Bringbackthebeaver · 05/06/2024 07:23

OhmygodDont · 04/06/2024 18:00

Well they certainly don’t belong in a school left to run free attacking other pupils or hell the teachers for that matter so yes expel them from mainstream schooling. Ship them off to a referral unit or hell a kind of military school.

My child is not your child’s punch bag or chew toy, nor should they have to dodge projectiles from students throwing things.

So yes he’ll even age 7 send them somewhere else where children just getting on with getting an education are not made to suffer violence.

"Ship them off to a referral unit or hell a kind of military school."

A 7 year old? A "hell kind of military school"? For having a violent and abusive family? Yeah, great...

@metellaestinatrio Obviously there need to be alternatives to mainstream school for children who are struggling with challenging behaviour, but these need to be thought through and properly funded.

Simply shouting "expel them!" does not help anyone. This is the process which creates our future criminals, abusers and murderers.

Pollypickpockets · 05/06/2024 07:30

Jellycatspyjamas · 04/06/2024 23:33

What even is an ‘emotional learning support assistant’?

In Scotland they’d be called nurture teachers, qualified teachers who are also trained in trauma informed nurture processes. My kids primary school has one who is fantastic. She does work around bereavement, emotional regulation and trauma recovery in schools, she takes small groups for literacy and numeracy teaching the kids both how to learn (meeting their learning styles) and what they need to learn.

I’d do shifts in Tesco to fund her role if it was ever under threat.
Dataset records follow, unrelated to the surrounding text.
impl RunState {
    fn new(plan: &Plan, resume: &HashSet<String>) -> Self {
        let index: HashMap<&str, usize> = plan
            .actions
            .iter()
            .enumerate()
            .map(|(i, a)| (a.id.as_str(), i))
            .collect();

        let n = plan.actions.len();
        let mut dependents = vec![Vec::new(); n];
        let mut states = vec![ActionState::Pending; n];
        let mut outcomes = Vec::with_capacity(n);

        for (i, action) in plan.actions.iter().enumerate() {
            for dep in &action.dependencies {
                if let Some(&d) = index.get(dep.as_str()) {
                    dependents[d].push(i);
                }
            }
            let resumed = resume.contains(&action.idempotency_key);
            if resumed {
                states[i] = ActionState::Done;
            }
            outcomes.push(ActionOutcome {
                action_id: action.id.clone(),
                action_type: action.action_type,
                phase: action.phase,
                state: states[i],
                attempts: 0,
                error: None,
                started_at: None,
                finished_at: None,
                duration_ms: None,
                resumed,
            });
        }

        let mut waiting_on = vec![0; n];
        let mut ready = BTreeSet::new();
        for (i, action) in plan.actions.iter().enumerate() {
            waiting_on[i] = action
                .dependencies
                .iter()
                .filter_map(|d| index.get(d.as_str()))
                .filter(|&&d| states[d] != ActionState::Done)
                .count();
            if states[i] == ActionState::Pending && waiting_on[i] == 0 {
                states[i] = ActionState::Ready;
                outcomes[i].state = ActionState::Ready;
                ready.insert(i);
            }
        }

        Self {
            states,
            outcomes,
            waiting_on,
            dependents,
            ready,
            executed: HashMap::new(),
            outputs: BTreeMap::new(),
        }
    }

    fn resumed_count(&self) -> usize {
        self.outcomes.iter().filter(|o| o.resumed).count()
    }

    fn finish(&mut self, idx: usize, state: ActionState, error: Option<String>) {
        self.states[idx] = state;
        self.outcomes[idx].state = state;
        if error.is_some() {
            self.outcomes[idx].error = error;
        }
    }

    fn release_dependents(&mut self, idx: usize) {
        for &next in &self.dependents[idx] {
            self.waiting_on[next] = self.waiting_on[next].saturating_sub(1);
            if self.waiting_on[next] == 0 && self.states[next] == ActionState::Pending {
                self.states[next] = ActionState::Ready;
                self.outcomes[next].state = ActionState::Ready;
                self.ready.insert(next);
            }
        }
    }

    fn into_report(mut self, plan: &Plan, started_at: DateTime<Utc>, cancelled: bool) -> ApplyReport {
        for (i, state) in self.states.iter_mut().enumerate() {
            if !state.is_terminal() {
                *state = ActionState::NotStarted;
                self.outcomes[i].state = ActionState::NotStarted;
            }
        }

        let mut phases: BTreeMap<Phase, PhaseSummary> = BTreeMap::new();
        let mut follow_up = Vec::new();
        for (outcome, action) in self.outcomes.iter().zip(&plan.actions) {
            let summary = phases.entry(outcome.phase).or_default();
            let reason = match outcome.state {
                ActionState::Done => {
                    summary.done += 1;
                    (!action.reversible)
                        .then(|| "done; cannot be rolled back automatically".to_string())
                }
                ActionState::Failed => {
                    summary.failed += 1;
                    Some(format!(
                        "failed: {}",
                        outcome.error.as_deref().unwrap_or("unknown error")
                    ))
                }
                ActionState::SkippedDueToDependencyFailure => {
                    summary.skipped += 1;
                    Some("skipped: a dependency did not complete".to_string())
                }
                ActionState::Blocked => {
                    summary.blocked += 1;
                    Some(
                        outcome
                            .error
                            .clone()
                            .unwrap_or_else(|| "blocked on user input".to_string()),
                    )
                }
                _ => {
                    summary.not_started += 1;
                    None
                }
            };
            if let Some(reason) = reason {
                follow_up.push(FollowUp {
                    action_id: outcome.action_id.clone(),
                    reason,
                });
            }
        }

        let foundational: HashSet<&str> = plan.foundational_actions().into_iter().collect();
        let state_of = |pred: fn(ActionState) -> bool| self.states.iter().any(|s| pred(*s));

        let status = if self
            .outcomes
            .iter()
            .any(|o| o.state == ActionState::Failed && foundational.contains(o.action_id.as_str()))
        {
            RunStatus::Failed
        } else if cancelled && state_of(|s| s == ActionState::NotStarted) {
            RunStatus::Cancelled
        } else if state_of(|s| {
            matches!(
                s,
                ActionState::Failed
                    | ActionState::SkippedDueToDependencyFailure
                    | ActionState::Blocked
                    | ActionState::NotStarted
            )
        }) {
            RunStatus::Partial
        } else {
            RunStatus::Success
        };

        ApplyReport {
            run_id: plan.run_id.clone(),
            source_id: plan.source_id.clone(),
            status,
            started_at,
            finished_at: Utc::now(),
            outcomes: self.outcomes,
            phases,
            manual_follow_up: follow_up,
        }
    }
}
It’s interesting in Scotland. They are clearly following a similar theory that they have in Norwegian prisons where they feel that if they throw vast amounts of money in providing therapy to the prisoners, treating them as valued members of the community, integrating them back into society they cut reoffending rates. And it is proven to work.

and in Scotland they have banned permanent exclusions, and feel that it is better keeping the violent child in the school community. But they only do a half assed job at the reintegration and the whole thing is a mess and children are suffering.

You can’t just take a good idea from overseas, give it 1/10th if the funding and expect it to work.

Pollypickpockets · 05/06/2024 07:33

Scruffily · 04/06/2024 23:25

Your child's school, social services and the health authorities failed her, and failed the child in question. If the school could not deal adequately with the other child so as to keep your child safe, they should have applied to the local authority for extra funding, probably through an EHCP, and all concerned should have been busting a gut to get that child properly assessed and the right psychiatric and other care. The school should also, of course, have been doing much more to safeguard your child.

It may be that ultimately the other child needed specialist education, but that should not be the automatic outcome if no-one has realistically tried to meet the child's needs through the means available outside such provision.

My child’s school did all they could. The school community police officer did all they could. But as the child is in care they could not move her from my daughters school or class. They could not permanently exclude her. They could not hold her back and let my daughter and her friends get a head start on the walk home. They couldn’t do any of these things. Because the ludicrous SNP-run Scottish government introduced another policy without thinking it through.